(Saved entries)
= Beginning of Section =

// SPDX-License-Identifier: GPL-3.0

//! Equilibrium balances.
//!
//! All balances of an equilibrium account live in its `System.Account` entry, with one
//! `EqBalances.Reserved` entry per currency on the side. `EqBalances.Locked` holds the locks of
//! the utility asset.

use super::{
	BalanceContext, RawStorageHandlingFactory, StorageChildHandler, SubscriptionHandlingFactory,
	persist_raw,
};
use crate::{
	error::HandlerError,
	models::{AssetBalance, AssetLock},
	store::PersistenceStore,
	types::{AssetId, BlockHash, ChainAssetId, ChainId},
	values::{EquilibriumAccountInfo, EquilibriumLock},
};
use async_trait::async_trait;
use parking_lot::Mutex;
use scale::Decode;
use std::{collections::HashMap, sync::Arc};

#[derive(Clone, Copy, Debug, PartialEq, Eq)]
pub enum EquilibriumStorageKind {
	/// `System.Account`, holding every currency balance.
	Balances,
	/// `EqBalances.Reserved` of one equilibrium currency.
	Reserved(u64),
	/// `EqBalances.Locked`, the locks of the utility asset.
	Locks,
}

#[derive(Default)]
struct EquilibriumState {
	account: Option<Option<EquilibriumAccountInfo>>,
	reserved: HashMap<u64, u128>,
}

/// Merges the account entry with the reserved entries into one balance per asset.
pub struct EquilibriumBalanceUpdater {
	chain_id: ChainId,
	/// Equilibrium currency id to wallet asset id.
	assets: HashMap<u64, AssetId>,
	/// Asset the account lock applies to.
	utility_asset: Option<AssetId>,
	context: BalanceContext,
	state: Mutex<EquilibriumState>,
}

impl EquilibriumBalanceUpdater {
	pub fn new(
		chain_id: ChainId,
		assets: HashMap<u64, AssetId>,
		utility_asset: Option<AssetId>,
		context: BalanceContext,
	) -> Self {
		Self { chain_id, assets, utility_asset, context, state: Mutex::default() }
	}

	async fn update(
		&self,
		kind: EquilibriumStorageKind,
		local_key: &str,
		value: Option<Vec<u8>>,
		block: Option<BlockHash>,
		store: &dyn PersistenceStore,
	) -> Result<(), HandlerError> {
		let balances = match kind {
			EquilibriumStorageKind::Balances => {
				let account = value
					.map(|value| EquilibriumAccountInfo::decode(&mut &value[..]))
					.transpose()
					.map_err(|e| HandlerError::decode(local_key, e))?;
				let mut state = self.state.lock();
				state.account = Some(account);
				self.merge(&state)
			},
			EquilibriumStorageKind::Reserved(currency) => {
				let reserved = value
					.map(|value| u128::decode(&mut &value[..]))
					.transpose()
					.map_err(|e| HandlerError::decode(local_key, e))?
					.unwrap_or_default();
				let mut state = self.state.lock();
				state.reserved.insert(currency, reserved);
				self.merge(&state)
			},
			EquilibriumStorageKind::Locks => return self.update_locks(local_key, value, store).await,
		};

		for balance in &balances {
			self.context.update_balance(store, balance, block).await?;
		}
		Ok(())
	}

	async fn update_locks(
		&self,
		local_key: &str,
		value: Option<Vec<u8>>,
		store: &dyn PersistenceStore,
	) -> Result<(), HandlerError> {
		let Some(utility_asset) = self.utility_asset else {
			log::debug!("No utility asset on {}, ignoring its locks", self.chain_id);
			return Ok(());
		};
		let locks = value
			.map(|value| Vec::<EquilibriumLock>::decode(&mut &value[..]))
			.transpose()
			.map_err(|e| HandlerError::decode(local_key, e))?
			.unwrap_or_default();
		let locks: Vec<AssetLock> = locks.iter().map(AssetLock::from).collect();
		let chain_asset_id = ChainAssetId::new(self.chain_id.clone(), utility_asset);
		self.context.update_locks(store, &chain_asset_id, &locks).await
	}

	/// Balances of every mapped asset, once the account and a reserved value were received.
	fn merge(&self, state: &EquilibriumState) -> Vec<AssetBalance> {
		let (Some(account), false) = (&state.account, state.reserved.is_empty()) else {
			return Vec::new();
		};
		let account = account.as_ref();
		let reserved = &state.reserved;
		let free: HashMap<u64, u128> = account
			.map(|info| info.balances().iter().map(|(currency, balance)| (*currency, balance.positive())).collect())
			.unwrap_or_default();
		let lock = account.map(EquilibriumAccountInfo::lock).unwrap_or_default();
		self.assets
			.iter()
			.map(|(currency, asset_id)| {
				let frozen = if Some(*asset_id) == self.utility_asset { lock } else { 0 };
				AssetBalance {
					free: free.get(currency).copied().unwrap_or_default(),
					reserved: reserved.get(currency).copied().unwrap_or_default(),
					frozen,
					..AssetBalance::empty(
						ChainAssetId::new(self.chain_id.clone(), *asset_id),
						self.context.account_id.clone(),
					)
				}
			})
			.collect()
	}
}

/// Handlers for the equilibrium account and reserved entries.
#[derive(Clone)]
pub struct EquilibriumHandlingFactory {
	updater: Arc<EquilibriumBalanceUpdater>,
	kinds: HashMap<String, EquilibriumStorageKind>,
}

impl EquilibriumHandlingFactory {
	pub fn new(updater: Arc<EquilibriumBalanceUpdater>) -> Self {
		Self { updater, kinds: HashMap::new() }
	}

	pub fn with_kind(mut self, local_key: impl Into<String>, kind: EquilibriumStorageKind) -> Self {
		self.kinds.insert(local_key.into(), kind);
		self
	}
}

struct EquilibriumHandler {
	kind: EquilibriumStorageKind,
	local_key: String,
	updater: Arc<EquilibriumBalanceUpdater>,
	store: Arc<dyn PersistenceStore>,
}

#[async_trait]
impl StorageChildHandler for EquilibriumHandler {
	async fn handle(
		&self,
		value: Option<Vec<u8>>,
		block: Option<BlockHash>,
	) -> Result<(), HandlerError> {
		persist_raw(self.store.as_ref(), &self.local_key, value.as_deref()).await?;
		self.updater.update(self.kind, &self.local_key, value, block, self.store.as_ref()).await
	}
}

impl SubscriptionHandlingFactory for EquilibriumHandlingFactory {
	fn create_handler(
		&self,
		remote_key: &[u8],
		local_key: &str,
		store: Arc<dyn PersistenceStore>,
	) -> Arc<dyn StorageChildHandler> {
		let Some(kind) = self.kinds.get(local_key).copied() else {
			log::warn!("No equilibrium storage kind registered for {local_key}");
			return RawStorageHandlingFactory.create_handler(remote_key, local_key, store);
		};
		Arc::new(EquilibriumHandler {
			kind,
			local_key: local_key.to_string(),
			updater: self.updater.clone(),
			store,
		})
	}
}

= End of Section =

## Problem requirements
Your answer must be the full set of entries, copied exactly.

## Result of this exercise
// SPDX-License-Identifier: GPL-3.0

//! Equilibrium balances.
//!
//! All balances of an equilibrium account live in its `System.Account` entry, with one
//! `EqBalances.Reserved` entry per currency on the side. `EqBalances.Locked` holds the locks of
//! the utility asset.

use super::{
	BalanceContext, RawStorageHandlingFactory, StorageChildHandler, SubscriptionHandlingFactory,
	persist_raw,
};
use crate::{
	error::HandlerError,
	models::{AssetBalance, AssetLock},
	store::PersistenceStore,
	types::{AssetId, BlockHash, ChainAssetId, ChainId},
	values::{EquilibriumAccountInfo, EquilibriumLock},
};
use async_trait::async_trait;
use parking_lot::Mutex;
use scale::Decode;
use std::{collections::HashMap, sync::Arc};

#[derive(Clone, Copy, Debug, PartialEq, Eq)]
pub enum EquilibriumStorageKind {
	/// `System.Account`, holding every currency balance.
	Balances,
	/// `EqBalances.Reserved` of one equilibrium currency.
	Reserved(u64),
	/// `EqBalances.Locked`, the locks of the utility asset.
	Locks,
}

#[derive(Default)]
struct EquilibriumState {
	account: Option<Option<EquilibriumAccountInfo>>,
	reserved: HashMap<u64, u128>,
}

/// Merges the account entry with the reserved entries into one balance per asset.
pub struct EquilibriumBalanceUpdater {
	chain_id: ChainId,
	/// Equilibrium currency id to wallet asset id.
	assets: HashMap<u64, AssetId>,
	/// Asset the account lock applies to.
	utility_asset: Option<AssetId>,
	context: BalanceContext,
	state: Mutex<EquilibriumState>,
}

impl EquilibriumBalanceUpdater {
	pub fn new(
		chain_id: ChainId,
		assets: HashMap<u64, AssetId>,
		utility_asset: Option<AssetId>,
		context: BalanceContext,
	) -> Self {
		Self { chain_id, assets, utility_asset, context, state: Mutex::default() }
	}

	async fn update(
		&self,
		kind: EquilibriumStorageKind,
		local_key: &str,
		value: Option<Vec<u8>>,
		block: Option<BlockHash>,
		store: &dyn PersistenceStore,
	) -> Result<(), HandlerError> {
		let balances = match kind {
			EquilibriumStorageKind::Balances => {
				let account = value
					.map(|value| EquilibriumAccountInfo::decode(&mut &value[..]))
					.transpose()
					.map_err(|e| HandlerError::decode(local_key, e))?;
				let mut state = self.state.lock();
				state.account = Some(account);
				self.merge(&state)
			},
			EquilibriumStorageKind::Reserved(currency) => {
				let reserved = value
					.map(|value| u128::decode(&mut &value[..]))
					.transpose()
					.map_err(|e| HandlerError::decode(local_key, e))?
					.unwrap_or_default();
				let mut state = self.state.lock();
				state.reserved.insert(currency, reserved);
				self.merge(&state)
			},
			EquilibriumStorageKind::Locks => return self.update_locks(local_key, value, store).await,
		};

		for balance in &balances {
			self.context.update_balance(store, balance, block).await?;
		}
		Ok(())
	}

	async fn update_locks(
		&self,
		local_key: &str,
		value: Option<Vec<u8>>,
		store: &dyn PersistenceStore,
	) -> Result<(), HandlerError> {
		let Some(utility_asset) = self.utility_asset else {
			log::debug!("No utility asset on {}, ignoring its locks", self.chain_id);
			return Ok(());
		};
		let locks = value
			.map(|value| Vec::<EquilibriumLock>::decode(&mut &value[..]))
			.transpose()
			.map_err(|e| HandlerError::decode(local_key, e))?
			.unwrap_or_default();
		let locks: Vec<AssetLock> = locks.iter().map(AssetLock::from).collect();
		let chain_asset_id = ChainAssetId::new(self.chain_id.clone(), utility_asset);
		self.context.update_locks(store, &chain_asset_id, &locks).await
	}

	/// Balances of every mapped asset, once the account and a reserved value were received.
	fn merge(&self, state: &EquilibriumState) -> Vec<AssetBalance> {
		let (Some(account), false) = (&state.account, state.reserved.is_empty()) else {
			return Vec::new();
		};
		let account = account.as_ref();
		let reserved = &state.reserved;
		let free: HashMap<u64, u128> = account
			.map(|info| info.balances().iter().map(|(currency, balance)| (*currency, balance.positive())).collect())
			.unwrap_or_default();
		let lock = account.map(EquilibriumAccountInfo::lock).unwrap_or_default();
		self.assets
			.iter()
			.map(|(currency, asset_id)| {
				let frozen = if Some(*asset_id) == self.utility_asset { lock } else { 0 };
				AssetBalance {
					free: free.get(currency).copied().unwrap_or_default(),
					reserved: reserved.get(currency).copied().unwrap_or_default(),
					frozen,
					..AssetBalance::empty(
						ChainAssetId::new(self.chain_id.clone(), *asset_id),
						self.context.account_id.clone(),
					)
				}
			})
			.collect()
	}
}

/// Handlers for the equilibrium account and reserved entries.
#[derive(Clone)]
pub struct EquilibriumHandlingFactory {
	updater: Arc<EquilibriumBalanceUpdater>,
	kinds: HashMap<String, EquilibriumStorageKind>,
}

impl EquilibriumHandlingFactory {
	pub fn new(updater: Arc<EquilibriumBalanceUpdater>) -> Self {
		Self { updater, kinds: HashMap::new() }
	}

	pub fn with_kind(mut self, local_key: impl Into<String>, kind: EquilibriumStorageKind) -> Self {
		self.kinds.insert(local_key.into(), kind);
		self
	}
}

struct EquilibriumHandler {
	kind: EquilibriumStorageKind,
	local_key: String,
	updater: Arc<EquilibriumBalanceUpdater>,
	store: Arc<dyn PersistenceStore>,
}

#[async_trait]
impl StorageChildHandler for EquilibriumHandler {
	async fn handle(
		&self,
		value: Option<Vec<u8>>,
		block: Option<BlockHash>,
	) -> Result<(), HandlerError> {
		persist_raw(self.store.as_ref(), &self.local_key, value.as_deref()).await?;
		self.updater.update(self.kind, &self.local_key, value, block, self.store.as_ref()).await
	}
}

impl SubscriptionHandlingFactory for EquilibriumHandlingFactory {
	fn create_handler(
		&self,
		remote_key: &[u8],
		local_key: &str,
		store: Arc<dyn PersistenceStore>,
	) -> Arc<dyn StorageChildHandler> {
		let Some(kind) = self.kinds.get(local_key).copied() else {
			log::warn!("No equilibrium storage kind registered for {local_key}");
			return RawStorageHandlingFactory.create_handler(remote_key, local_key, store);
		};
		Arc::new(EquilibriumHandler {
			kind,
			local_key: local_key.to_string(),
			updater: self.updater.clone(),
			store,
		})
	}
}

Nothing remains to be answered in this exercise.